──────── Data to process ────────

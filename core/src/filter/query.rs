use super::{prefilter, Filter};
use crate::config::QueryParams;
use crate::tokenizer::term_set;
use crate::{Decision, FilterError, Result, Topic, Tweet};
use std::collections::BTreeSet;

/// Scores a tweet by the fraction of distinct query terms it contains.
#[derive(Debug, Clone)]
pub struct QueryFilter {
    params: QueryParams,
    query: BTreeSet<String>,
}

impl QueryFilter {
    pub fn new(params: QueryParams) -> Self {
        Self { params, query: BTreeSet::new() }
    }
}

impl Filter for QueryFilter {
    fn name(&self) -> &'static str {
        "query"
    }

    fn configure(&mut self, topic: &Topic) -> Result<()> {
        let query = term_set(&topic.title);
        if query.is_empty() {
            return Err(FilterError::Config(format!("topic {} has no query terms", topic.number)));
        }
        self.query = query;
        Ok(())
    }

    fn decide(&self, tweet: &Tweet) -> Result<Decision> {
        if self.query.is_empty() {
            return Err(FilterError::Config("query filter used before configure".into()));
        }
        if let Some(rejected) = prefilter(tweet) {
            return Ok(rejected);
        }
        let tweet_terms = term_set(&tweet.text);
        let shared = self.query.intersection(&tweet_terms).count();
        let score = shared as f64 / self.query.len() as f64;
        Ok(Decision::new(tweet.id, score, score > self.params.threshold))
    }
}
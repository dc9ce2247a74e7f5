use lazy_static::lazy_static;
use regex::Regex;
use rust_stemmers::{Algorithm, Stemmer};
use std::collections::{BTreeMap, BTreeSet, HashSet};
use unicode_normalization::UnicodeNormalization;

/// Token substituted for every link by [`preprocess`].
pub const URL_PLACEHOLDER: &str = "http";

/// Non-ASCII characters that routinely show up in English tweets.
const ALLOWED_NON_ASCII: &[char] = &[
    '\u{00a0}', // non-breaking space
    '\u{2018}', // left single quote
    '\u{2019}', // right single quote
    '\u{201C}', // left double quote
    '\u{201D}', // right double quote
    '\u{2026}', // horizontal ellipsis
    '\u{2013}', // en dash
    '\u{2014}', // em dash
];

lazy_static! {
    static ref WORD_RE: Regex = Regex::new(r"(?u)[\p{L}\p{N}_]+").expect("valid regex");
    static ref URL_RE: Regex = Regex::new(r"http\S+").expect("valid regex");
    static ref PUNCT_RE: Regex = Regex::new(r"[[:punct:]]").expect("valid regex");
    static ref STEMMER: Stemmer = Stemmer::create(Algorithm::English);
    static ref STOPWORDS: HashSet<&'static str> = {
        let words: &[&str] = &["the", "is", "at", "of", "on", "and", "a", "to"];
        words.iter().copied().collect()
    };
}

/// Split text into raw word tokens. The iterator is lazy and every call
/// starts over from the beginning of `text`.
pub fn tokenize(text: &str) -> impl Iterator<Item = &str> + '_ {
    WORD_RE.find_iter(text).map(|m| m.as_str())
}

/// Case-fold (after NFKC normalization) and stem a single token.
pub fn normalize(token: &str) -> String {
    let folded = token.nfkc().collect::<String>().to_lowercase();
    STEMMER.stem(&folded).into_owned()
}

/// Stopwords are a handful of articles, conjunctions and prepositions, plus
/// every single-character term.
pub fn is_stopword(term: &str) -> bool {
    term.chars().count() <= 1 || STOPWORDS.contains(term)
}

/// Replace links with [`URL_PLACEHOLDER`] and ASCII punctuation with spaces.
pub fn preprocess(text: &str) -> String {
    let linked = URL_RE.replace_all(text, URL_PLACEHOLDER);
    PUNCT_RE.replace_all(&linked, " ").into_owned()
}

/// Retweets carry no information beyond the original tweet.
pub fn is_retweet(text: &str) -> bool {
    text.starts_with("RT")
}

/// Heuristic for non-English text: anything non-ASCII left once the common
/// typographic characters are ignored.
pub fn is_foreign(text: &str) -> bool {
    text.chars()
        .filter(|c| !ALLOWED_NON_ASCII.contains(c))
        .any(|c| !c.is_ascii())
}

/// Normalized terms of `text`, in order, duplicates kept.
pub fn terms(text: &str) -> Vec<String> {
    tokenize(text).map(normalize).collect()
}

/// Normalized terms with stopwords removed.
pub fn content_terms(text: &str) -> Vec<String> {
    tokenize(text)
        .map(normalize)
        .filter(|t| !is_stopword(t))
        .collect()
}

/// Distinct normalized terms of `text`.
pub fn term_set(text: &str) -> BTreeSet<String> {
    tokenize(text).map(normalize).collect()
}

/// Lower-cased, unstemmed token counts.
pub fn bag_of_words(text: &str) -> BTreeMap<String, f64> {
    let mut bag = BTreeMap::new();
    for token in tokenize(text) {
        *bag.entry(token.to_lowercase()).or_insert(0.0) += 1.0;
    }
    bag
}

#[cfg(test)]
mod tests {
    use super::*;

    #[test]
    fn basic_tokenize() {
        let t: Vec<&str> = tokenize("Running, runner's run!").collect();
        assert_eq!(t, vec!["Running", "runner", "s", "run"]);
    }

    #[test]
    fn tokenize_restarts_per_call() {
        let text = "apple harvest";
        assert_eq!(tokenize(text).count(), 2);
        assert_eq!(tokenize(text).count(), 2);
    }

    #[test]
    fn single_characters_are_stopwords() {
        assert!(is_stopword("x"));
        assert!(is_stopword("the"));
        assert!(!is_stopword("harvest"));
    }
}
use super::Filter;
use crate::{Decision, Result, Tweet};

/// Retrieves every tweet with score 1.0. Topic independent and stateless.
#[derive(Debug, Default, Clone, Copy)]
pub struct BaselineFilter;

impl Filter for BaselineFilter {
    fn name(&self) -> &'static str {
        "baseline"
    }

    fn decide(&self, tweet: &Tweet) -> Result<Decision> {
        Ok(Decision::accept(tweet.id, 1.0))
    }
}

────────

* Required action:
Without dropping a single line, output the records above exactly.

* Response:
filename core/src/filter/query.rs
use super::{prefilter, Filter};
use crate::config::QueryParams;
use crate::tokenizer::term_set;
use crate::{Decision, FilterError, Result, Topic, Tweet};
use std::collections::BTreeSet;

/// Scores a tweet by the fraction of distinct query terms it contains.
#[derive(Debug, Clone)]
pub struct QueryFilter {
    params: QueryParams,
    query: BTreeSet<String>,
}

impl QueryFilter {
    pub fn new(params: QueryParams) -> Self {
        Self { params, query: BTreeSet::new() }
    }
}

impl Filter for QueryFilter {
    fn name(&self) -> &'static str {
        "query"
    }

    fn configure(&mut self, topic: &Topic) -> Result<()> {
        let query = term_set(&topic.title);
        if query.is_empty() {
            return Err(FilterError::Config(format!("topic {} has no query terms", topic.number)));
        }
        self.query = query;
        Ok(())
    }

    fn decide(&self, tweet: &Tweet) -> Result<Decision> {
        if self.query.is_empty() {
            return Err(FilterError::Config("query filter used before configure".into()));
        }
        if let Some(rejected) = prefilter(tweet) {
            return Ok(rejected);
        }
        let tweet_terms = term_set(&tweet.text);
        let shared = self.query.intersection(&tweet_terms).count();
        let score = shared as f64 / self.query.len() as f64;
        Ok(Decision::new(tweet.id, score, score > self.params.threshold))
    }
}
repository dc9ce2247a74e7f5
use lazy_static::lazy_static;
use regex::Regex;
use rust_stemmers::{Algorithm, Stemmer};
use std::collections::{BTreeMap, BTreeSet, HashSet};
use unicode_normalization::UnicodeNormalization;

/// Token substituted for every link by [`preprocess`].
pub const URL_PLACEHOLDER: &str = "http";

/// Non-ASCII characters that routinely show up in English tweets.
const ALLOWED_NON_ASCII: &[char] = &[
    '\u{00a0}', // non-breaking space
    '\u{2018}', // left single quote
    '\u{2019}', // right single quote
    '\u{201C}', // left double quote
    '\u{201D}', // right double quote
    '\u{2026}', // horizontal ellipsis
    '\u{2013}', // en dash
    '\u{2014}', // em dash
];

lazy_static! {
    static ref WORD_RE: Regex = Regex::new(r"(?u)[\p{L}\p{N}_]+").expect("valid regex");
    static ref URL_RE: Regex = Regex::new(r"http\S+").expect("valid regex");
    static ref PUNCT_RE: Regex = Regex::new(r"[[:punct:]]").expect("valid regex");
    static ref STEMMER: Stemmer = Stemmer::create(Algorithm::English);
    static ref STOPWORDS: HashSet<&'static str> = {
        let words: &[&str] = &["the", "is", "at", "of", "on", "and", "a", "to"];
        words.iter().copied().collect()
    };
}

/// Split text into raw word tokens. The iterator is lazy and every call
/// starts over from the beginning of `text`.
pub fn tokenize(text: &str) -> impl Iterator<Item = &str> + '_ {
    WORD_RE.find_iter(text).map(|m| m.as_str())
}

/// Case-fold (after NFKC normalization) and stem a single token.
pub fn normalize(token: &str) -> String {
    let folded = token.nfkc().collect::<String>().to_lowercase();
    STEMMER.stem(&folded).into_owned()
}

/// Stopwords are a handful of articles, conjunctions and prepositions, plus
/// every single-character term.
pub fn is_stopword(term: &str) -> bool {
    term.chars().count() <= 1 || STOPWORDS.contains(term)
}

/// Replace links with [`URL_PLACEHOLDER`] and ASCII punctuation with spaces.
pub fn preprocess(text: &str) -> String {
    let linked = URL_RE.replace_all(text, URL_PLACEHOLDER);
    PUNCT_RE.replace_all(&linked, " ").into_owned()
}

/// Retweets carry no information beyond the original tweet.
pub fn is_retweet(text: &str) -> bool {
    text.starts_with("RT")
}

/// Heuristic for non-English text: anything non-ASCII left once the common
/// typographic characters are ignored.
pub fn is_foreign(text: &str) -> bool {
    text.chars()
        .filter(|c| !ALLOWED_NON_ASCII.contains(c))
        .any(|c| !c.is_ascii())
}

/// Normalized terms of `text`, in order, duplicates kept.
pub fn terms(text: &str) -> Vec<String> {
    tokenize(text).map(normalize).collect()
}

/// Normalized terms with stopwords removed.
pub fn content_terms(text: &str) -> Vec<String> {
    tokenize(text)
        .map(normalize)
        .filter(|t| !is_stopword(t))
        .collect()
}

/// Distinct normalized terms of `text`.
pub fn term_set(text: &str) -> BTreeSet<String> {
    tokenize(text).map(normalize).collect()
}

/// Lower-cased, unstemmed token counts.
pub fn bag_of_words(text: &str) -> BTreeMap<String, f64> {
    let mut bag = BTreeMap::new();
    for token in tokenize(text) {
        *bag.entry(token.to_lowercase()).or_insert(0.0) += 1.0;
    }
    bag
}

#[cfg(test)]
mod tests {
    use super::*;

    #[test]
    fn basic_tokenize() {
        let t: Vec<&str> = tokenize("Running, runner's run!").collect();
        assert_eq!(t, vec!["Running", "runner", "s", "run"]);
    }

    #[test]
    fn tokenize_restarts_per_call() {
        let text = "apple harvest";
        assert_eq!(tokenize(text).count(), 2);
        assert_eq!(tokenize(text).count(), 2);
    }

    #[test]
    fn single_characters_are_stopwords() {
        assert!(is_stopword("x"));
        assert!(is_stopword("the"));
        assert!(!is_stopword("harvest"));
    }
}
use super::Filter;
use crate::{Decision, Result, Tweet};

/// Retrieves every tweet with score 1.0. Topic independent and stateless.
#[derive(Debug, Default, Clone, Copy)]
pub struct BaselineFilter;

impl Filter for BaselineFilter {
    fn name(&self) -> &'static str {
        "baseline"
    }

    fn decide(&self, tweet: &Tweet) -> Result<Decision> {
        Ok(Decision::accept(tweet.id, 1.0))
    }
}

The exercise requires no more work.